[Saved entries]
○ ○ ○ ○

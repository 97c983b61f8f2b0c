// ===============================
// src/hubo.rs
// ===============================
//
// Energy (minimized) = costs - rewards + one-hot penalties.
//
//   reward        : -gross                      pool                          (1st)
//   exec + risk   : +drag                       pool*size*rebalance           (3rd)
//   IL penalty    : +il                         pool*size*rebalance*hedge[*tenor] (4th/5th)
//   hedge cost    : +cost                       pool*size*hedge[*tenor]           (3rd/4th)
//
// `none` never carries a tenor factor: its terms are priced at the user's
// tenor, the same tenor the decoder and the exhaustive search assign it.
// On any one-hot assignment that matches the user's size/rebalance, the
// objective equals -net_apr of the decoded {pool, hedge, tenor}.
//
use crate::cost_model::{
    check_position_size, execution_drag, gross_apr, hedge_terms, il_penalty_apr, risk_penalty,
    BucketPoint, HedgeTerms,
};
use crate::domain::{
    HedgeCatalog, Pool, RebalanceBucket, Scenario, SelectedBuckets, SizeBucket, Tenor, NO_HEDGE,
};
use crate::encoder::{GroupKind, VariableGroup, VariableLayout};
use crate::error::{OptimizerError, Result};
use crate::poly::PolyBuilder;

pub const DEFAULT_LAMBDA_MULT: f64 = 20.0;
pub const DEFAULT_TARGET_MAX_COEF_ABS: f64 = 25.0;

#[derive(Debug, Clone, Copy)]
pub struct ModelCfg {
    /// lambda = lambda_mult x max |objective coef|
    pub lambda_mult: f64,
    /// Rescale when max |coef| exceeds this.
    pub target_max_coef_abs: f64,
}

○ ○ ○ ○

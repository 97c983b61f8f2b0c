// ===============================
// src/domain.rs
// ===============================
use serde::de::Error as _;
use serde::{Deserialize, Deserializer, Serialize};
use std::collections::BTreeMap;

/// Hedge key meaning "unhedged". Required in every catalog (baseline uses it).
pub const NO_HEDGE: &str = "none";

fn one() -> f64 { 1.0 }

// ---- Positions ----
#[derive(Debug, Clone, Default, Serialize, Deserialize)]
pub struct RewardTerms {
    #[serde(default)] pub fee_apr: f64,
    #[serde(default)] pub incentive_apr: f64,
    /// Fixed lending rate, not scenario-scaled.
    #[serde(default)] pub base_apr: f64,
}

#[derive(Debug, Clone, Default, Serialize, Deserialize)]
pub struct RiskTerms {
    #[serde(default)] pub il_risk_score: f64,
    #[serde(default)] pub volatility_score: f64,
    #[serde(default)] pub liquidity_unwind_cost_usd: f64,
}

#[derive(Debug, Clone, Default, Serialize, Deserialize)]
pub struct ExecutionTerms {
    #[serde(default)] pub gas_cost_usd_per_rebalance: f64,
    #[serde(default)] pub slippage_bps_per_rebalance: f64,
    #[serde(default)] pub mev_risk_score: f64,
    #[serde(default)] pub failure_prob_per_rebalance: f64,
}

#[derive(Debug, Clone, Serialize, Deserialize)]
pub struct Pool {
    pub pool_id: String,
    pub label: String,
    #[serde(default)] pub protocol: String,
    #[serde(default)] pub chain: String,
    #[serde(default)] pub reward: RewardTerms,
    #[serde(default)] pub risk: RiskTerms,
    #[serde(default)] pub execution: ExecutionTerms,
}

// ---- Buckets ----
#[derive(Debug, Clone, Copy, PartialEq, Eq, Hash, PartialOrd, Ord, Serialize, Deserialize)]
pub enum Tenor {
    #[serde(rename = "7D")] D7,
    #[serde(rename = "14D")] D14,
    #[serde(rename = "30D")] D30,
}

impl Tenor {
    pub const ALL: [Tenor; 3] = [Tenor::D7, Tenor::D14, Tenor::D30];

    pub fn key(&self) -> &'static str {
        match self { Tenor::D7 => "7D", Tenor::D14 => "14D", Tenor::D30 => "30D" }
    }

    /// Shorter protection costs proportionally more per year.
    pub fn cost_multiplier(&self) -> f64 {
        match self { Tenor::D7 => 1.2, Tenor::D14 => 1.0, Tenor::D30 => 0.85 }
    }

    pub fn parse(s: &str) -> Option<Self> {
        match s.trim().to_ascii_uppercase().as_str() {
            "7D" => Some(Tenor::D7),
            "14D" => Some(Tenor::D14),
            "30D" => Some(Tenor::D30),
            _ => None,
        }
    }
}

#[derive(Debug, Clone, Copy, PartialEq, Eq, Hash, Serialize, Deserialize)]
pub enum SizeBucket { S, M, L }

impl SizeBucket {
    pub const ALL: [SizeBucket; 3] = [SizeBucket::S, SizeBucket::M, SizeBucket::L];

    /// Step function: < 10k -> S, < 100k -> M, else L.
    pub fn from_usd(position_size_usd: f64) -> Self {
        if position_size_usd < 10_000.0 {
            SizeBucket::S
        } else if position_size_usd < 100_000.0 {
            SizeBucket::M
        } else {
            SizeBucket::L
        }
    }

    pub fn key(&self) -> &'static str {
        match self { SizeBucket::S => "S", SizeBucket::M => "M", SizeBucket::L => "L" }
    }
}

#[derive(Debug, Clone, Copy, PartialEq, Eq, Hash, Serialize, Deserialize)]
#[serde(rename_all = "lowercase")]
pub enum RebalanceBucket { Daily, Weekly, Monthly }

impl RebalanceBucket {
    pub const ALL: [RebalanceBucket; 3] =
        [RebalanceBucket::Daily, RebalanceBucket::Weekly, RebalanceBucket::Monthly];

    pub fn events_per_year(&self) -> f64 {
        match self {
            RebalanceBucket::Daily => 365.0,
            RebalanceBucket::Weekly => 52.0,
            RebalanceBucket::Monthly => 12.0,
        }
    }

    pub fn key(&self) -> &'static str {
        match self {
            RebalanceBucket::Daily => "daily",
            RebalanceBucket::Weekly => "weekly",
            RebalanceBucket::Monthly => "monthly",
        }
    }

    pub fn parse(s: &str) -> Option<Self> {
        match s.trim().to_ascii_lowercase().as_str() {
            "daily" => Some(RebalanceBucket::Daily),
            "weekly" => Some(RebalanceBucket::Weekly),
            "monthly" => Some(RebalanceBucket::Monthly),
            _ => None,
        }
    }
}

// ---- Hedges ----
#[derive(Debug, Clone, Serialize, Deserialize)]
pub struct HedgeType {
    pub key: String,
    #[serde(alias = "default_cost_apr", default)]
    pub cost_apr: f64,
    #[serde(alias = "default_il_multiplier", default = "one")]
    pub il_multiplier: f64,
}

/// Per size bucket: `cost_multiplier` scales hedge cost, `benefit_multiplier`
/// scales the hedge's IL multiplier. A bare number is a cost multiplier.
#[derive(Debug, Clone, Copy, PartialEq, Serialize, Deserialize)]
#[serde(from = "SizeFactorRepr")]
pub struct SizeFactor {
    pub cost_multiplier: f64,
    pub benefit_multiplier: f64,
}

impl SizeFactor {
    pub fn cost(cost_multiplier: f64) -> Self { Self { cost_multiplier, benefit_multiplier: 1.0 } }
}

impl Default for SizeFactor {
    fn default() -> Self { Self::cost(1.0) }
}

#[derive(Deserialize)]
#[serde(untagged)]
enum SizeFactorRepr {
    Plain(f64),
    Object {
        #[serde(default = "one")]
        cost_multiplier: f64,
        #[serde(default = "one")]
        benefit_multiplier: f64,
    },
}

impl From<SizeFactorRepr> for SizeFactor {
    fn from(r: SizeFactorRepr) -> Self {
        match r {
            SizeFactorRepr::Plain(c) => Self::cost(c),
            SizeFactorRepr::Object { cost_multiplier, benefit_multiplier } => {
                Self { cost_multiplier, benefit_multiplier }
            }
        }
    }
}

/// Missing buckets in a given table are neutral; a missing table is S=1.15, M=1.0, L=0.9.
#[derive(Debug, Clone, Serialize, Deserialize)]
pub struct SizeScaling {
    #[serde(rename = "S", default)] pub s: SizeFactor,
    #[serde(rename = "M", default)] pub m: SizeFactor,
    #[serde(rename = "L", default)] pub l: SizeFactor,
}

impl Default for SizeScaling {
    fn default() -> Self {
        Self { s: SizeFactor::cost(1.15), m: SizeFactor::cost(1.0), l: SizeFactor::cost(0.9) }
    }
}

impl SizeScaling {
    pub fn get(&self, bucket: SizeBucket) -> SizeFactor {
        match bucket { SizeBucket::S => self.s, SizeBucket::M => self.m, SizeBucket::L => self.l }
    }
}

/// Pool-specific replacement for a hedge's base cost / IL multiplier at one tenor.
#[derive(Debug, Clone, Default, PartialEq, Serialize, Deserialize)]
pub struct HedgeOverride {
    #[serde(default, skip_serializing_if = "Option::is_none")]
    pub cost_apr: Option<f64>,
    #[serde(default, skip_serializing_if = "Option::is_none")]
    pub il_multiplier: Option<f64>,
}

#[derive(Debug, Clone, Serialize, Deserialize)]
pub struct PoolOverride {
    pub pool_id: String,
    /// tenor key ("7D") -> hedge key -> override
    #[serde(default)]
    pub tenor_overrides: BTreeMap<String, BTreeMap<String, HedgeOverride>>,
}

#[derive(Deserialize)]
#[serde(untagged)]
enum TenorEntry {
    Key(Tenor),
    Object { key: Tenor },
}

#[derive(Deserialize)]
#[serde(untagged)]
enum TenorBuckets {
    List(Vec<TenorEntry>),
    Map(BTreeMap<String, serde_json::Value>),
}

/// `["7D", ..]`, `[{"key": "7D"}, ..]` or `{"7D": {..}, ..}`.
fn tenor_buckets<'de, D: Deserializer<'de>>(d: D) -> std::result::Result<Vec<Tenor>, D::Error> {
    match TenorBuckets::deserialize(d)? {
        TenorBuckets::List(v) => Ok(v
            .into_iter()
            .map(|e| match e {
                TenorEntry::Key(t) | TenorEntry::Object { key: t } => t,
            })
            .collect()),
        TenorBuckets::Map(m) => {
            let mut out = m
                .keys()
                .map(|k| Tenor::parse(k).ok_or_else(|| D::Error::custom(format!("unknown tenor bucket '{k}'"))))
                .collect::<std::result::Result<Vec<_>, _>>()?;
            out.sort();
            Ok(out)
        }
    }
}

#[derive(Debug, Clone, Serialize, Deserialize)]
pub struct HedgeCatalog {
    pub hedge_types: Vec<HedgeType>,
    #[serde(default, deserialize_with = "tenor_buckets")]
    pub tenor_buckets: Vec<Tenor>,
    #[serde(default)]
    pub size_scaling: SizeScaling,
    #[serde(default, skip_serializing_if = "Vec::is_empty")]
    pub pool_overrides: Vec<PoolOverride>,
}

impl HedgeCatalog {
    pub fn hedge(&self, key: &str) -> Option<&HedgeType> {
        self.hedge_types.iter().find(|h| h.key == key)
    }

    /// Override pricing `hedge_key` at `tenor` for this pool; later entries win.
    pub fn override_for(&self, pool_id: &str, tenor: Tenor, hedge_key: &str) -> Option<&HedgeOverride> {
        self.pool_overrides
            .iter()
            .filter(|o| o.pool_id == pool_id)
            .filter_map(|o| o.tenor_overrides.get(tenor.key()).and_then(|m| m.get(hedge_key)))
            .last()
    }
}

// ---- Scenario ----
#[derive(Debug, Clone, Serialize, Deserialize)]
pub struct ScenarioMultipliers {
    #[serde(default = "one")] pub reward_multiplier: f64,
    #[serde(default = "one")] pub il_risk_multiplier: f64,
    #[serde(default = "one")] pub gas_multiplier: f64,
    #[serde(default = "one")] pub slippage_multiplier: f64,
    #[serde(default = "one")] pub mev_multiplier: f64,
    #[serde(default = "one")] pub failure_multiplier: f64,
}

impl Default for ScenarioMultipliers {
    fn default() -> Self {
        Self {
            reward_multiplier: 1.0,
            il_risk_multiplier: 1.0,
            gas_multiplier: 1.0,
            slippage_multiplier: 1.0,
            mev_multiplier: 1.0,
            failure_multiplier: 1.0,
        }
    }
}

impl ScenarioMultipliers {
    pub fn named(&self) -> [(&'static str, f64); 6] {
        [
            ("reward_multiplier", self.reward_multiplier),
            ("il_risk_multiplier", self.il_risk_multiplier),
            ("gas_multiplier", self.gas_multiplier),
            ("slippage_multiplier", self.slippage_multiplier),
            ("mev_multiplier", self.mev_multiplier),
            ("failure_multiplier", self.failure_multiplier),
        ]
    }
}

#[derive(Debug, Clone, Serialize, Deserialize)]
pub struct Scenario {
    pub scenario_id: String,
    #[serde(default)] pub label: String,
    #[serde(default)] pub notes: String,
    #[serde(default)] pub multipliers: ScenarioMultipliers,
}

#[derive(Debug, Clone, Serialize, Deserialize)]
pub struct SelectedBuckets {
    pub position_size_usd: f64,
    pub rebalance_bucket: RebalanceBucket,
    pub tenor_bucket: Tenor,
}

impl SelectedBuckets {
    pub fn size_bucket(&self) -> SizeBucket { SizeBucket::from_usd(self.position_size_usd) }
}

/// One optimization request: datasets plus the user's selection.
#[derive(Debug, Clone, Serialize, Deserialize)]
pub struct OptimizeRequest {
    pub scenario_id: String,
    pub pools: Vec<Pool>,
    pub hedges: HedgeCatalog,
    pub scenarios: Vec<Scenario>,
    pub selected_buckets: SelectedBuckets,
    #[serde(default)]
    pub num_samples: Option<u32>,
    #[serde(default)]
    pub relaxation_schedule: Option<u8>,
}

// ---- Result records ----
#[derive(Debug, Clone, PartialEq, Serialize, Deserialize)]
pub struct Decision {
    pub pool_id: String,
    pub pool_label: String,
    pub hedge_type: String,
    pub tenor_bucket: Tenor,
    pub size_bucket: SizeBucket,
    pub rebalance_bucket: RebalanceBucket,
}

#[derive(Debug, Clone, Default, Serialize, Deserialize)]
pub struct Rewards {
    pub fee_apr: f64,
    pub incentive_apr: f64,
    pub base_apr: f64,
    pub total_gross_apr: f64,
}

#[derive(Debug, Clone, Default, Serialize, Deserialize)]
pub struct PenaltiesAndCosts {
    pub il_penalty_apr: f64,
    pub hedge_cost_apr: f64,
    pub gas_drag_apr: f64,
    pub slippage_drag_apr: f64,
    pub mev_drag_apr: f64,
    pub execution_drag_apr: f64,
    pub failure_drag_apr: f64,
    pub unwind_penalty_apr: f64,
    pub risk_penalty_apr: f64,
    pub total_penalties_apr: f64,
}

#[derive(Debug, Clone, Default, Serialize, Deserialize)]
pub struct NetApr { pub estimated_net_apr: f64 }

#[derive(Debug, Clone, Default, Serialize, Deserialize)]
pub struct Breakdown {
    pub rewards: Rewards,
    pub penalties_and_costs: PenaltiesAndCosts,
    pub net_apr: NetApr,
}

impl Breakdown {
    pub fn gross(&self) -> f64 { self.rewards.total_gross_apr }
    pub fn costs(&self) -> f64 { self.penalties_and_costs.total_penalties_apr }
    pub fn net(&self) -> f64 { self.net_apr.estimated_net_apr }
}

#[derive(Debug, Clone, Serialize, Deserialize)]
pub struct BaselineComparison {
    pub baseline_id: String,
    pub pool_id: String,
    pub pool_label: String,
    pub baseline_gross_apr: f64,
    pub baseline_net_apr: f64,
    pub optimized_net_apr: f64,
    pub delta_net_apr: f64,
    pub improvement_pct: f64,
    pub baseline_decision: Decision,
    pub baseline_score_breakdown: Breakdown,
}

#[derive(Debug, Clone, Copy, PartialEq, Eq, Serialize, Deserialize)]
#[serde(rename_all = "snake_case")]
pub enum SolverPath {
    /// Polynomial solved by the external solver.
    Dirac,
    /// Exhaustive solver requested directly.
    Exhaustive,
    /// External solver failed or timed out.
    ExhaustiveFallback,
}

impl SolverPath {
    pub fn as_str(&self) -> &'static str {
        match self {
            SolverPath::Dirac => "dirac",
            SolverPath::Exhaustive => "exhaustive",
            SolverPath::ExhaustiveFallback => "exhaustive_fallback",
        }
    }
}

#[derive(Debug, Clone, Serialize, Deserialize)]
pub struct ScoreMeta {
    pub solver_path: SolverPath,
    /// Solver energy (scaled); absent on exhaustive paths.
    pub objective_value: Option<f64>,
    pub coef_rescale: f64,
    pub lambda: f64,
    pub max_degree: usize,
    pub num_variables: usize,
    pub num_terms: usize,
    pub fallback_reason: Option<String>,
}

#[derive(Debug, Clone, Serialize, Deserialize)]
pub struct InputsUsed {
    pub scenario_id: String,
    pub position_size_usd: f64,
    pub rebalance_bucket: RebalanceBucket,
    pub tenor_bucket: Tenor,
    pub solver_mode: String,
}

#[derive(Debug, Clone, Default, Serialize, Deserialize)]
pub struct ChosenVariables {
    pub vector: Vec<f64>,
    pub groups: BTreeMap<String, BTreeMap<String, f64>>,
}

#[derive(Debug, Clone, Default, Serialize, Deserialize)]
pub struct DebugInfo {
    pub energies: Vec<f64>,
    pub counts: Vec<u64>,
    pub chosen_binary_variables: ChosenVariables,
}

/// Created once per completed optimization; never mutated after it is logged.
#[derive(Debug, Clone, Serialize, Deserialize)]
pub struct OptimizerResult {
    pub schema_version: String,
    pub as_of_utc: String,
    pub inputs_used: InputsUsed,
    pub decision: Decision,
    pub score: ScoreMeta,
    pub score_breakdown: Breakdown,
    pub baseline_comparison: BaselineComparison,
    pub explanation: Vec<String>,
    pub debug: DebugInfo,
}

○ ○ ○ ○

Exercise directions — Every line with "TenorEntry" in it should be copied from the entries above.

Written answer —
enum TenorEntry {
    List(Vec<TenorEntry>),
                TenorEntry::Key(t) | TenorEntry::Object { key: t } => t,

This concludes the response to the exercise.